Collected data

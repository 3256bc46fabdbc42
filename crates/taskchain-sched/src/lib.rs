//! Taskchain Scheduler - execution-context contract and Tokio shim
//!
//! The chain engine alternates work between two host execution contexts:
//! - The **primary context**: one designated thread where certain host state
//!   may be safely touched. Work there must be fast and non-blocking.
//! - The **secondary context**: worker threads for blocking or expensive
//!   work.
//!
//! This crate defines the [`ContextScheduler`] contract the engine consumes
//! and provides [`TokioContextScheduler`], the production shim.
//!
//! # Example
//!
//! ```rust,ignore
//! use taskchain_sched::{ContextScheduler, TokioContextScheduler};
//!
//! let scheduler = TokioContextScheduler::start(tokio::runtime::Handle::current())?;
//! scheduler.run_on_primary(Box::new(|| {
//!     // touch host state
//! }));
//! ```

#![warn(missing_docs)]
#![warn(unreachable_pub)]

mod context;
mod error;
mod scheduler;
mod tokio_scheduler;

pub use context::{current_context, ContextGuard, ContextKind, Work};
pub use error::SchedulerError;
pub use scheduler::{panic_message, ContextScheduler};
pub use tokio_scheduler::{SchedulerConfig, TokioContextScheduler};

/// Version of this crate
pub const VERSION: &str = env!("CARGO_PKG_VERSION");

Work task
Each line must be given again exactly as written above.

Expected answer
repository 3256bc46fabdbc42
filename crates/taskchain-sched/src/lib.rs
//! Taskchain Scheduler - execution-context contract and Tokio shim
//!
//! The chain engine alternates work between two host execution contexts:
//! - The **primary context**: one designated thread where certain host state
//!   may be safely touched. Work there must be fast and non-blocking.
//! - The **secondary context**: worker threads for blocking or expensive
//!   work.
//!
//! This crate defines the [`ContextScheduler`] contract the engine consumes
//! and provides [`TokioContextScheduler`], the production shim.
//!
//! # Example
//!
//! ```rust,ignore
//! use taskchain_sched::{ContextScheduler, TokioContextScheduler};
//!
//! let scheduler = TokioContextScheduler::start(tokio::runtime::Handle::current())?;
//! scheduler.run_on_primary(Box::new(|| {
//!     // touch host state
//! }));
//! ```

#![warn(missing_docs)]
#![warn(unreachable_pub)]

mod context;
mod error;
mod scheduler;
mod tokio_scheduler;

pub use context::{current_context, ContextGuard, ContextKind, Work};
pub use error::SchedulerError;
pub use scheduler::{panic_message, ContextScheduler};
pub use tokio_scheduler::{SchedulerConfig, TokioContextScheduler};

/// Version of this crate
pub const VERSION: &str = env!("CARGO_PKG_VERSION");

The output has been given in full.